I like this idea... in a way, it makes them more impersonal, because each is fully replaceable in Morgoth's eyes.
 
the term ice-balrog is misleading..

while lost tales briefly mentions some kind of ice demons or servants of melko of great cold as himself i think these are different from the (later) concept of the balrogs as fire entities.

doesn't mean we csnt have ice demons as a breed of their own. i think we absolutely should have them.
 
hmm... but can you compare kendo to historical mass combat is the question.

I would not compare them, no. Kendo bogu isn't exactly real armor, and a shinai is a far stretch from an actual blade. Like many martial arts, post-WWII kendo is just a sport/competition, not actual training for battle. It's Japanese fencing, more or less, though historically it was something else.

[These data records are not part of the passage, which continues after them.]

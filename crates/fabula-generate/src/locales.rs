use std::fmt;

use fabula_core::{LocaleStore, Result};

const EN_JSON: &str = include_str!("../assets/locales/en.json");
const NB_NO_JSON: &str = include_str!("../assets/locales/nb_no.json");

/// Locales bundled with the crate.
#[derive(Clone, Copy, Debug, PartialEq, Eq, Hash)]
pub enum LocaleKey {
    En,
    NbNo,
}

impl LocaleKey {
    pub const ALL: &'static [LocaleKey] = &[LocaleKey::En, LocaleKey::NbNo];

    /// The locale every other locale falls back to.
    pub const FALLBACK: LocaleKey = LocaleKey::En;

    /// Accepts `en`, `en_US`, `nb_no`, `nb-NO` and similar spellings.
    pub fn parse(value: &str) -> Option<Self> {
        match value.to_ascii_lowercase().replace('-', "_").as_str() {
            "en" | "en_us" => Some(Self::En),
            "nb" | "nb_no" | "no" => Some(Self::NbNo),
            _ => None,
        }
    }

    pub fn as_str(self) -> &'static str {
        match self {
            Self::En => "en",
            Self::NbNo => "nb_no",
        }
    }

    /// Decode the embedded locale table.
    pub fn load(self) -> Result<LocaleStore> {
        let source = match self {
            Self::En => EN_JSON,
            Self::NbNo => NB_NO_JSON,
        };
        LocaleStore::from_json_str(self.as_str(), source)
    }
}

impl fmt::Display for LocaleKey {
    fn fmt(&self, f: &mut fmt::Formatter<'_>) -> fmt::Result {
        f.write_str(self.as_str())
    }
}
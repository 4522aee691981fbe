use rand::RngCore;
use tracing::{debug, warn};

use fabula_core::{
    Error, LocaleStore, LocaleValue, candidate_paths, find_reference, resolve_target,
};

use crate::errors::GenerationError;
use crate::pattern::numerify_pattern;
use crate::random::random_choice;
use crate::regexify::regexify;

/// Nesting limit for `#{...}` expansion before a chain is treated as cyclic.
pub const DEFAULT_MAX_DEPTH: usize = 64;

/// Delimiter marking a resolved value as a pattern to generate from.
pub const PATTERN_DELIMITER: char = '/';

/// Stores consulted by a resolution call.
///
/// Lookups try `active` first and `fallback` second.
#[derive(Debug, Clone, Copy)]
pub struct ResolutionContext<'a> {
    pub active: &'a LocaleStore,
    pub fallback: &'a LocaleStore,
    pub max_depth: usize,
}

impl<'a> ResolutionContext<'a> {
    pub fn new(active: &'a LocaleStore, fallback: &'a LocaleStore) -> Self {
        Self {
            active,
            fallback,
            max_depth: DEFAULT_MAX_DEPTH,
        }
    }

    /// Clamped to at least 1 so plain values resolve.
    pub fn with_max_depth(mut self, max_depth: usize) -> Self {
        self.max_depth = max_depth.max(1);
        self
    }

    /// Locate `path`, returning the value and the store it came from.
    pub fn value_at(&self, path: &str) -> Result<(&'a LocaleValue, &'a LocaleStore), Error> {
        if let Some(value) = self.active.lookup(path)? {
            return Ok((value, self.active));
        }
        if let Some(value) = self.fallback.lookup(path)? {
            return Ok((value, self.fallback));
        }
        Err(Error::PathNotFound {
            path: path.to_string(),
        })
    }
}

/// Resolve `path` to a generated string.
///
/// Collections yield a random element, `#{...}` references are expanded
/// recursively, and a result wrapped in `/.../` is generated as a pattern.
pub fn fetch(
    rng: &mut dyn RngCore,
    path: &str,
    ctx: &ResolutionContext<'_>,
) -> Result<String, GenerationError> {
    let mut chain = Vec::new();
    resolve(rng, path, ctx, &mut chain)
}

fn resolve(
    rng: &mut dyn RngCore,
    path: &str,
    ctx: &ResolutionContext<'_>,
    chain: &mut Vec<String>,
) -> Result<String, GenerationError> {
    if chain.len() >= ctx.max_depth {
        let mut chain = chain.clone();
        chain.push(path.to_string());
        warn!(
            path,
            depth = ctx.max_depth,
            "reference depth exceeded, treating as cycle"
        );
        return Err(GenerationError::CyclicReference {
            path: path.to_string(),
            chain,
        });
    }

    let (value, store) = ctx.value_at(path)?;
    debug!(
        path,
        locale = %store.name,
        fallback = !std::ptr::eq(store, ctx.active),
        "resolved locale path"
    );

    chain.push(path.to_string());
    let picked = leaf_to_string(rng, path, value)?;
    let expanded = expand_references(rng, path, picked, ctx, chain)?;
    chain.pop();

    if is_pattern(&expanded) {
        let numbered = numerify_pattern(rng, &expanded);
        return regexify(rng, &numbered);
    }
    Ok(expanded)
}

fn leaf_to_string(
    rng: &mut dyn RngCore,
    path: &str,
    value: &LocaleValue,
) -> Result<String, GenerationError> {
    let empty = || Error::EmptyList {
        path: path.to_string(),
    };
    match value {
        LocaleValue::ListOfLists(lists) => {
            if lists.is_empty() {
                return Err(empty().into());
            }
            let mut choices = Vec::with_capacity(lists.len());
            for values in lists {
                choices.push(random_choice(rng, values).ok_or_else(empty)?.as_str());
            }
            Ok(choices.join(" "))
        }
        LocaleValue::List(values) => Ok(random_choice(rng, values).ok_or_else(empty)?.clone()),
        LocaleValue::Scalar(value) => Ok(value.clone()),
        LocaleValue::Node(_) => Err(Error::UnsupportedLeafType {
            path: path.to_string(),
            found: value.kind().to_string(),
        }
        .into()),
    }
}

/// Splice resolved values over each `#{...}` token, left to right. Scanning
/// resumes after the inserted text, which is already fully expanded.
fn expand_references(
    rng: &mut dyn RngCore,
    path: &str,
    mut text: String,
    ctx: &ResolutionContext<'_>,
    chain: &mut Vec<String>,
) -> Result<String, GenerationError> {
    let mut cursor = 0;
    while let Some(token) = find_reference(&text, cursor)? {
        let (start, end) = (token.start, token.end);
        // When nothing matches, resolve the first candidate so the caller
        // sees the real lookup error for it.
        let target = resolve_target(&token, path, &[ctx.active, ctx.fallback])
            .or_else(|| candidate_paths(&token, path).into_iter().next())
            .unwrap_or_else(|| token.key.to_string());

        let value = resolve(rng, &target, ctx, chain)?;
        text.replace_range(start..end, &value);
        cursor = start + value.len();
    }
    Ok(text)
}

fn is_pattern(value: &str) -> bool {
    value.starts_with(PATTERN_DELIMITER) && value.ends_with(PATTERN_DELIMITER)
}

#[cfg(test)]
mod tests {
    use rand::SeedableRng;
    use rand_chacha::ChaCha8Rng;

    use super::*;

    #[test]
    fn list_of_lists_joins_one_choice_per_list() {
        let mut rng = ChaCha8Rng::seed_from_u64(1);
        let value = LocaleValue::ListOfLists(vec![
            vec!["Lead".into()],
            vec!["Data".into()],
            vec!["Engineer".into()],
        ]);
        assert_eq!(
            leaf_to_string(&mut rng, "name.title", &value).unwrap(),
            "Lead Data Engineer"
        );
    }

    #[test]
    fn empty_inner_list_is_reported() {
        let mut rng = ChaCha8Rng::seed_from_u64(1);
        let value = LocaleValue::ListOfLists(vec![vec!["a".into()], Vec::new()]);
        let err = leaf_to_string(&mut rng, "x.y", &value).unwrap_err();
        assert!(matches!(
            err,
            GenerationError::Locale(Error::EmptyList { ref path }) if path == "x.y"
        ));
    }

    #[test]
    fn pattern_detection_needs_both_delimiters() {
        assert!(is_pattern("/abc/"));
        assert!(!is_pattern("/abc"));
        assert!(!is_pattern("a/b/c"));
    }
}
//! # Sable DNS cache
//!
//! The persistent knowledge of the DNS manager: three keyed maps of
//! immutable [`Mapping`] records with TTL aging, negative-answer
//! retention, change detection against prior answers, and an on-disk
//! snapshot that survives process restarts.
//!
//! ## Structure
//!
//! - **HostMap**: canonical name → (previous, current) mapping pair. The
//!   pair is what makes change events possible.
//! - **AddrMap**: address → most recent reverse mapping.
//! - **TextMap**: text-query key → most recent text mapping.
//!
//! Expired entries are evicted lazily: on lookup (when asked), during an
//! explicit [`CacheStore::expire`] pass, or wholesale via
//! [`CacheStore::flush`].

pub mod events;
pub mod mapping;
pub mod snapshot;
pub mod store;

pub use events::{EventKind, MappingEvent};
pub use mapping::{unix_now, Mapping, RecordError};
pub use store::{canonical_name, CacheStore, NAME_ERROR};
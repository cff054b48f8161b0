//! The asynchronous request registry: dedup maps, admission queue, and
//! the deadline heap.

use std::cmp::Reverse;
use std::collections::{BinaryHeap, HashMap, VecDeque};
use std::net::IpAddr;
use std::time::{Duration, Instant};

use sable_resolver::{QueryKind, Token};

use crate::manager::LookupCallback;

/// Lifecycle of one request. A request leaves the registry (is retired)
/// when it reaches a terminal state; callbacks run after removal.
#[derive(Debug, Clone, Copy, PartialEq, Eq)]
pub(crate) enum RequestState {
    Created,
    Queued,
    InFlight,
    Completed,
    TimedOut,
}

/// One outstanding stub-resolver operation, fanning out to any number of
/// callbacks.
pub(crate) struct Request {
    pub kind: QueryKind,
    pub created: Instant,
    pub deadline: Instant,
    pub state: RequestState,
    pub callbacks: Vec<Box<dyn LookupCallback>>,
}

/// Registry of live requests. For any (kind, key) at most one request is
/// live; later lookups for the same key coalesce onto it.
pub(crate) struct Registry {
    requests: HashMap<Token, Request>,
    by_addr: HashMap<IpAddr, Token>,
    by_name: HashMap<String, Token>,
    by_text: HashMap<String, Token>,
    queued: VecDeque<Token>,
    deadlines: BinaryHeap<Reverse<(Instant, Token)>>,
    next_token: Token,
    in_flight: usize,

    pub requests_issued: u64,
    pub successful: u64,
    pub failed: u64,
}

impl Registry {
    pub fn new() -> Self {
        Self {
            requests: HashMap::new(),
            by_addr: HashMap::new(),
            by_name: HashMap::new(),
            by_text: HashMap::new(),
            queued: VecDeque::new(),
            deadlines: BinaryHeap::new(),
            next_token: 1,
            in_flight: 0,
            requests_issued: 0,
            successful: 0,
            failed: 0,
        }
    }

    /// The live request for a key, if any.
    pub fn find(&self, kind: &QueryKind) -> Option<Token> {
        match kind {
            QueryKind::Addr(addr) => self.by_addr.get(addr).copied(),
            QueryKind::Host(name) => self.by_name.get(name).copied(),
            QueryKind::Text(key) => self.by_text.get(key).copied(),
        }
    }

    /// Creates a request and registers it in the dedup map and the
    /// deadline heap.
    pub fn create(
        &mut self,
        kind: QueryKind,
        now: Instant,
        timeout: Duration,
        callbacks: Vec<Box<dyn LookupCallback>>,
    ) -> Token {
        let token = self.next_token;
        self.next_token += 1;

        match &kind {
            QueryKind::Addr(addr) => {
                self.by_addr.insert(*addr, token);
            }
            QueryKind::Host(name) => {
                self.by_name.insert(name.clone(), token);
            }
            QueryKind::Text(key) => {
                self.by_text.insert(key.clone(), token);
            }
        }

        let deadline = now + timeout;
        self.deadlines.push(Reverse((deadline, token)));
        self.requests.insert(
            token,
            Request {
                kind,
                created: now,
                deadline,
                state: RequestState::Created,
                callbacks,
            },
        );
        self.requests_issued += 1;
        token
    }

    /// Attaches another callback to a live request.
    pub fn attach(&mut self, token: Token, callback: Box<dyn LookupCallback>) {
        if let Some(req) = self.requests.get_mut(&token) {
            req.callbacks.push(callback);
        }
    }

    pub fn kind_of(&self, token: Token) -> Option<QueryKind> {
        self.requests.get(&token).map(|r| r.kind.clone())
    }

    /// Appends a request to the admission queue.
    pub fn enqueue(&mut self, token: Token) {
        if let Some(req) = self.requests.get_mut(&token) {
            req.state = RequestState::Queued;
            self.queued.push_back(token);
        }
    }

    /// Pops the oldest queued request that is still live.
    pub fn pop_queued(&mut self) -> Option<Token> {
        while let Some(token) = self.queued.pop_front() {
            if self.requests.contains_key(&token) {
                return Some(token);
            }
        }
        None
    }

    pub fn mark_in_flight(&mut self, token: Token) {
        if let Some(req) = self.requests.get_mut(&token) {
            req.state = RequestState::InFlight;
            self.in_flight += 1;
        }
    }

    pub fn in_flight(&self) -> usize {
        self.in_flight
    }

    /// Removes a request from the registry and its dedup map. Callbacks
    /// must be invoked only after this returns, so that re-entrant
    /// lookups for the same key see no live request.
    pub fn retire(&mut self, token: Token) -> Option<Request> {
        let req = self.requests.remove(&token)?;
        if req.state == RequestState::InFlight {
            self.in_flight -= 1;
        }
        match &req.kind {
            QueryKind::Addr(addr) => {
                if self.by_addr.get(addr) == Some(&token) {
                    self.by_addr.remove(addr);
                }
            }
            QueryKind::Host(name) => {
                if self.by_name.get(name) == Some(&token) {
                    self.by_name.remove(name);
                }
            }
            QueryKind::Text(key) => {
                if self.by_text.get(key) == Some(&token) {
                    self.by_text.remove(key);
                }
            }
        }
        Some(req)
    }

    /// Drains every request whose deadline has passed. Heap entries for
    /// already-retired requests are discarded along the way.
    pub fn expired(&mut self, now: Instant) -> Vec<Token> {
        let mut out = Vec::new();
        while let Some(Reverse((deadline, token))) = self.deadlines.peek().copied() {
            if deadline > now {
                break;
            }
            self.deadlines.pop();
            if self.requests.contains_key(&token) {
                out.push(token);
            }
        }
        out
    }

    /// Earliest live deadline, pruning stale heap entries.
    pub fn next_deadline(&mut self) -> Option<Instant> {
        while let Some(Reverse((deadline, token))) = self.deadlines.peek().copied() {
            if self.requests.contains_key(&token) {
                return Some(deadline);
            }
            self.deadlines.pop();
        }
        None
    }

    /// Live requests, queued or in flight.
    pub fn pending(&self) -> usize {
        self.requests.len()
    }
}

#[cfg(test)]
mod tests {
    use super::*;

    fn host(name: &str) -> QueryKind {
        QueryKind::Host(name.to_string())
    }

    #[test]
    fn dedup_by_key() {
        let mut reg = Registry::new();
        let now = Instant::now();
        let t = reg.create(host("a.test"), now, Duration::from_secs(5), Vec::new());

        assert_eq!(reg.find(&host("a.test")), Some(t));
        assert_eq!(reg.find(&host("b.test")), None);
        assert_eq!(reg.pending(), 1);
        assert_eq!(reg.requests_issued, 1);
    }

    #[test]
    fn retire_clears_dedup_and_counts() {
        let mut reg = Registry::new();
        let now = Instant::now();
        let t = reg.create(host("a.test"), now, Duration::from_secs(5), Vec::new());
        reg.mark_in_flight(t);
        assert_eq!(reg.in_flight(), 1);

        let req = reg.retire(t).unwrap();
        assert_eq!(req.kind, host("a.test"));
        assert_eq!(reg.in_flight(), 0);
        assert_eq!(reg.find(&host("a.test")), None);
        assert!(reg.retire(t).is_none());
    }

    #[test]
    fn admission_queue_is_fifo() {
        let mut reg = Registry::new();
        let now = Instant::now();
        let t1 = reg.create(host("a.test"), now, Duration::from_secs(5), Vec::new());
        let t2 = reg.create(host("b.test"), now, Duration::from_secs(5), Vec::new());
        let t3 = reg.create(host("c.test"), now, Duration::from_secs(5), Vec::new());
        reg.enqueue(t1);
        reg.enqueue(t2);
        reg.enqueue(t3);

        reg.retire(t2);
        assert_eq!(reg.pop_queued(), Some(t1));
        assert_eq!(reg.pop_queued(), Some(t3));
        assert_eq!(reg.pop_queued(), None);
    }

    #[test]
    fn deadline_heap_orders_by_time() {
        let mut reg = Registry::new();
        let now = Instant::now();
        let slow = reg.create(host("slow.test"), now, Duration::from_secs(10), Vec::new());
        let fast = reg.create(host("fast.test"), now, Duration::from_secs(1), Vec::new());

        assert_eq!(reg.next_deadline(), Some(now + Duration::from_secs(1)));
        assert_eq!(reg.expired(now + Duration::from_secs(1)), vec![fast]);
        assert_eq!(reg.expired(now + Duration::from_secs(20)), vec![slow]);
        assert_eq!(reg.next_deadline(), None);
    }

    #[test]
    fn expired_skips_retired_requests() {
        let mut reg = Registry::new();
        let now = Instant::now();
        let t = reg.create(host("a.test"), now, Duration::ZERO, Vec::new());
        reg.retire(t);
        assert!(reg.expired(now + Duration::from_secs(1)).is_empty());
    }
}
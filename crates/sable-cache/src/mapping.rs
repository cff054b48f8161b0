//! Immutable resolved-answer records and their cache-file line codec.

use std::net::{AddrParseError, IpAddr};
use std::time::{SystemTime, UNIX_EPOCH};

use sable_resolver::{Payload, RequestType};
use sable_resolver::query::UnknownRequestType;
use thiserror::Error;

/// Returns the current wall-clock time as unix seconds.
pub fn unix_now() -> u64 {
    SystemTime::now()
        .duration_since(UNIX_EPOCH)
        .map(|d| d.as_secs())
        .unwrap_or(0)
}

/// One resolved answer: query key, payload, TTL, and whether the answer
/// was negative. Immutable after construction.
#[derive(Debug, Clone, PartialEq, Eq)]
pub struct Mapping {
    created: u64,
    key: String,
    rtype: RequestType,
    payload: Payload,
    ttl: u32,
    failed: bool,
}

impl Mapping {
    /// Creates a mapping from a successful answer.
    pub fn new(
        key: impl Into<String>,
        rtype: RequestType,
        payload: Payload,
        ttl: u32,
        now: u64,
    ) -> Self {
        Self {
            created: now,
            key: key.into(),
            rtype,
            payload,
            ttl,
            failed: false,
        }
    }

    /// Creates a negative mapping. The payload is the empty shape for the
    /// request type.
    pub fn failed(key: impl Into<String>, rtype: RequestType, negative_ttl: u32, now: u64) -> Self {
        let payload = match rtype {
            RequestType::A | RequestType::Aaaa => Payload::Addrs(Vec::new()),
            RequestType::Ptr => Payload::Host(String::new()),
            RequestType::Txt => Payload::Text(String::new()),
        };
        Self {
            created: now,
            key: key.into(),
            rtype,
            payload,
            ttl: negative_ttl,
            failed: true,
        }
    }

    pub fn key(&self) -> &str {
        &self.key
    }

    pub fn rtype(&self) -> RequestType {
        self.rtype
    }

    pub fn payload(&self) -> &Payload {
        &self.payload
    }

    pub fn created(&self) -> u64 {
        self.created
    }

    pub fn ttl(&self) -> u32 {
        self.ttl
    }

    pub fn is_failed(&self) -> bool {
        self.failed
    }

    /// Unix time at which the mapping stops being served.
    pub fn expires_at(&self) -> u64 {
        self.created.saturating_add(u64::from(self.ttl))
    }

    pub fn is_expired(&self, now: u64) -> bool {
        now >= self.expires_at()
    }

    /// Address list, empty for non-address mappings and negative entries.
    pub fn addrs(&self) -> &[IpAddr] {
        match &self.payload {
            Payload::Addrs(addrs) => addrs,
            _ => &[],
        }
    }

    /// Host name carried by a reverse mapping.
    pub fn host(&self) -> Option<&str> {
        match &self.payload {
            Payload::Host(name) if !name.is_empty() => Some(name),
            _ => None,
        }
    }

    /// Text carried by a text mapping.
    pub fn text(&self) -> Option<&str> {
        match &self.payload {
            Payload::Text(text) if !text.is_empty() => Some(text),
            _ => None,
        }
    }

    /// Serializes the mapping as one tab-separated cache-file record:
    /// `<creation_unix>\t<ttl>\t<req_type>\t<failed>\t<key>\t<payload>`.
    pub fn to_record(&self) -> String {
        let payload = match &self.payload {
            Payload::Addrs(addrs) => addrs
                .iter()
                .map(|a| a.to_string())
                .collect::<Vec<_>>()
                .join(","),
            Payload::Host(name) => name.clone(),
            Payload::Text(text) => text.clone(),
        };
        format!(
            "{}\t{}\t{}\t{}\t{}\t{}",
            self.created,
            self.ttl,
            self.rtype,
            u8::from(self.failed),
            self.key,
            payload
        )
    }

    /// Parses one cache-file record.
    pub fn from_record(line: &str) -> Result<Self, RecordError> {
        let mut fields = line.splitn(6, '\t');
        let created = fields
            .next()
            .ok_or(RecordError::MissingFields)?
            .parse::<u64>()
            .map_err(|_| RecordError::BadTimestamp)?;
        let ttl = fields
            .next()
            .ok_or(RecordError::MissingFields)?
            .parse::<u32>()
            .map_err(|_| RecordError::BadTtl)?;
        let rtype: RequestType = fields.next().ok_or(RecordError::MissingFields)?.parse()?;
        let failed = match fields.next().ok_or(RecordError::MissingFields)? {
            "0" => false,
            "1" => true,
            _ => return Err(RecordError::BadFailedFlag),
        };
        let key = fields.next().ok_or(RecordError::MissingFields)?;
        if key.is_empty() {
            return Err(RecordError::EmptyKey);
        }
        let payload_text = fields.next().ok_or(RecordError::MissingFields)?;

        if failed {
            if !payload_text.is_empty() {
                return Err(RecordError::FailedWithPayload);
            }
            return Ok(Self {
                created,
                ..Self::failed(key, rtype, ttl, 0)
            });
        }

        if payload_text.is_empty() {
            return Err(RecordError::EmptyPayload);
        }
        let payload = match rtype {
            RequestType::A | RequestType::Aaaa => {
                let addrs = payload_text
                    .split(',')
                    .map(|a| a.parse::<IpAddr>())
                    .collect::<Result<Vec<_>, _>>()?;
                Payload::Addrs(addrs)
            }
            RequestType::Ptr => Payload::Host(payload_text.to_string()),
            RequestType::Txt => Payload::Text(payload_text.to_string()),
        };

        Ok(Self::new(key, rtype, payload, ttl, created))
    }
}

/// Cache-file record parse error.
#[derive(Error, Debug)]
pub enum RecordError {
    #[error("too few tab-separated fields")]
    MissingFields,

    #[error("unparseable creation timestamp")]
    BadTimestamp,

    #[error("unparseable ttl")]
    BadTtl,

    #[error(transparent)]
    BadType(#[from] UnknownRequestType),

    #[error("failed flag must be 0 or 1")]
    BadFailedFlag,

    #[error("empty query key")]
    EmptyKey,

    #[error("empty payload on a non-failed record")]
    EmptyPayload,

    #[error("non-empty payload on a failed record")]
    FailedWithPayload,

    #[error("unparseable address in payload: {0}")]
    BadAddress(#[from] AddrParseError),
}

#[cfg(test)]
mod tests {
    use super::*;

    fn addrs(list: &[&str]) -> Payload {
        Payload::Addrs(list.iter().map(|a| a.parse().unwrap()).collect())
    }

    #[test]
    fn expiry_boundary() {
        let m = Mapping::new("a.test", RequestType::A, addrs(&["192.0.2.1"]), 300, 1_000);
        assert!(!m.is_expired(1_299));
        assert!(m.is_expired(1_300));
        assert_eq!(m.expires_at(), 1_300);
    }

    #[test]
    fn record_roundtrip() {
        let m = Mapping::new(
            "a.test",
            RequestType::A,
            addrs(&["192.0.2.1", "2001:db8::5"]),
            300,
            1_234,
        );
        let line = m.to_record();
        assert_eq!(line, "1234\t300\tA\t0\ta.test\t192.0.2.1,2001:db8::5");
        assert_eq!(Mapping::from_record(&line).unwrap(), m);
    }

    #[test]
    fn failed_record_roundtrip() {
        let m = Mapping::failed("b.test", RequestType::A, 60, 1_234);
        let line = m.to_record();
        assert_eq!(line, "1234\t60\tA\t1\tb.test\t");
        let parsed = Mapping::from_record(&line).unwrap();
        assert!(parsed.is_failed());
        assert_eq!(parsed, m);
    }

    #[test]
    fn ptr_record_roundtrip() {
        let m = Mapping::new(
            "192.0.2.1",
            RequestType::Ptr,
            Payload::Host("host.example".into()),
            3600,
            99,
        );
        assert_eq!(Mapping::from_record(&m.to_record()).unwrap(), m);
    }

    #[test]
    fn malformed_records_rejected() {
        for line in [
            "",
            "not-a-record",
            "x\t300\tA\t0\ta.test\t192.0.2.1",
            "1\tx\tA\t0\ta.test\t192.0.2.1",
            "1\t300\tMX\t0\ta.test\t192.0.2.1",
            "1\t300\tA\t2\ta.test\t192.0.2.1",
            "1\t300\tA\t0\t\t192.0.2.1",
            "1\t300\tA\t0\ta.test\t",
            "1\t300\tA\t1\ta.test\t192.0.2.1",
            "1\t300\tA\t0\ta.test\tnot-an-ip",
        ] {
            assert!(Mapping::from_record(line).is_err(), "accepted: {line:?}");
        }
    }

    #[test]
    fn text_payload_may_contain_tabs() {
        let line = "1\t300\tTXT\t0\tkey\tv=spf1\tinclude:example.com";
        let m = Mapping::from_record(line).unwrap();
        assert_eq!(m.text(), Some("v=spf1\tinclude:example.com"));
    }
}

My point was simply that if you are trained how to use a sword...a woman has enough strength to use it to kill someone. So, yeah, in battle, too. Sure, in general, male soldiers are going to be better, everything else being equal. But since the 'everything else' tends to be training....it really comes down to the level of training. That is the advantage of learning how to use a weapon (any weapon) well - you can use it to compensate for your natural physical limitations. I would not want to get into a wrestling match with some huge 6' tall guy. Put a sword in my hand, and I have a chance (especially if he either doesn't have one or doesn't know what to do with it). You don't have to be River Tam for this to work.

Guns are (obviously) even more equalizing, giving both range and accuracy with less dependence on strength or lengthy training regimens.